The polygon view of a biplot is the best way to visualize the interaction patterns between genotypes and environments to show the presence or absence of crossover GEI which is helpful in estimating the possible existence of different mega-environments. Visualization of the “which won where” pattern of MET data is necessary for studying the possible existence of different mega-environments in the target environment. In the biplot presented in Figures 3A, B, a polygon was formed by connecting the vertex genotypes with straight lines and the rest of the genotypes placed within the polygon. For LLS score at 90 DAS the vertex genotypes were 262, 238, 3, 73, 186, 269, 82, 321, 256, and 268 (Figure 3A). These genotypes were the best or the poorest genotypes for disease resistance in some or all of the environments because they were farthest from the origin of the biplot. From the polygon view of biplot analysis of MET data in three environments, the genotypes fell in four sections and the test environments fell in two sections. The first section contains the test environments Aliyarnagar and Jalgaon and the vertex genotypes for this section were genotype 73 (TMV 2) which is susceptible to LLS whereas genotype 262 (ICGV 86699) plotted farthest on the left side indicates lowest disease scores across the environments. The second section contains the environments ICRISAT_R15 (ICRISAT rainy season 2015) with the genotype 321 (ICG 13895) as the high scoring genotype for LLS.

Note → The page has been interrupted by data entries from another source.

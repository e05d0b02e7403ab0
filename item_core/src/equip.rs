//! Equip/unequip protocol shared by all wearable items

use crate::event::{ItemEvent, ItemEventKind};
use crate::item::{Gear, Item};
use crate::types::SlotType;
use stat_core::{apply_stat_change, Sign, StatBlock, StatChange, StatError};

/// The parts of a battle entity that gear reads and writes
pub trait Wearer {
    fn name(&self) -> &str;

    fn stats(&self) -> &StatBlock;

    fn set_stats(&mut self, stats: StatBlock);

    /// Gear currently worn in a slot
    fn outfit_slot(&self, slot: SlotType) -> Option<&Gear>;

    /// Put gear into a slot, returning the previous occupant
    fn put_outfit_slot(&mut self, slot: SlotType, gear: Gear) -> Option<Gear>;

    /// Empty a slot, returning what was in it
    fn take_outfit_slot(&mut self, slot: SlotType) -> Option<Gear>;

    /// Add `count` copies of an item to the inventory
    fn add_item(&mut self, item: Item, count: u32);
}

/// Capability of an item that can be worn
///
/// Implementors only declare their slot and stat change; the equip,
/// unequip and use behavior is shared.
pub trait Equippable {
    fn name(&self) -> &str;

    fn slot(&self) -> SlotType;

    fn stat_change(&self) -> &StatChange;

    /// Shift the wearer's stats by this item's stat change
    fn alter_stats<W: Wearer + ?Sized>(&self, wearer: &mut W, sign: Sign) -> Result<(), StatError> {
        let stats = apply_stat_change(wearer.stats(), self.stat_change(), sign)?;
        wearer.set_stats(stats);
        Ok(())
    }

    /// Wear this item
    ///
    /// Whatever was in the slot before has its stat change reverted and
    /// goes back into the wearer's inventory, so after a swap only this
    /// item's change is applied. If the stats would overflow, the wearer
    /// is left unchanged.
    fn equip<W: Wearer + ?Sized>(self, wearer: &mut W) -> Result<ItemEvent, StatError>
    where
        Self: Sized + Into<Gear>,
    {
        let gear: Gear = self.into();
        let slot = gear.slot();

        let mut stats = apply_stat_change(wearer.stats(), gear.stat_change(), Sign::Apply)?;
        if let Some(previous) = wearer.outfit_slot(slot) {
            stats = apply_stat_change(&stats, previous.stat_change(), Sign::Revert)?;
        }

        let name = gear.name().to_string();
        wearer.set_stats(stats);
        if let Some(previous) = wearer.put_outfit_slot(slot, gear) {
            tracing::debug!(
                entity = wearer.name(),
                item = %previous.name,
                ?slot,
                "returned swapped gear to inventory"
            );
            wearer.add_item(Item::Gear(previous), 1);
        }

        tracing::debug!(entity = wearer.name(), item = %name, ?slot, "equipped");
        Ok(ItemEvent::new(wearer.name(), name, ItemEventKind::Equipped))
    }

    /// Take this item off
    ///
    /// Only acts when the slot actually holds this item; the removed
    /// item is returned to the wearer's inventory.
    fn unequip<W: Wearer + ?Sized>(&self, wearer: &mut W) -> Result<Option<ItemEvent>, StatError> {
        let slot = self.slot();
        match wearer.outfit_slot(slot) {
            Some(worn) if worn.name() == self.name() => {}
            _ => return Ok(None),
        }

        let Some(removed) = wearer.take_outfit_slot(slot) else {
            return Ok(None);
        };
        if let Err(e) = removed.alter_stats(wearer, Sign::Revert) {
            wearer.put_outfit_slot(slot, removed);
            return Err(e);
        }

        let name = removed.name.clone();
        wearer.add_item(Item::Gear(removed), 1);

        tracing::debug!(entity = wearer.name(), item = %name, ?slot, "unequipped");
        Ok(Some(ItemEvent::new(wearer.name(), name, ItemEventKind::Unequipped)))
    }

    /// Gear is worn, not used: produce a hint and leave stats alone
    fn use_on<U, T>(&self, user: &U, _target: &T) -> ItemEvent
    where
        U: Wearer + ?Sized,
        T: Wearer + ?Sized,
    {
        ItemEvent::new(user.name(), self.name(), ItemEventKind::EquipHint)
    }
}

Similarly, for rust score at 90 DAS the vertex genotypes were 296, 109, 305, 174, 73, 186, 82, and 268 (Figure 3B). These genotypes were the best or the poorest genotypes for rust resistance in some or all of the environments because they were farthest from the biplot origin on either of the sides. For rust, the genotype 73 (TMV 2) plotted farthest on the right side of the biplot indicating its high susceptibility, whereas genotypes 236 (ICGV 99052) and 301 (ICG 11426) which plotted farthest on the left side of biplot were resistant across the environments.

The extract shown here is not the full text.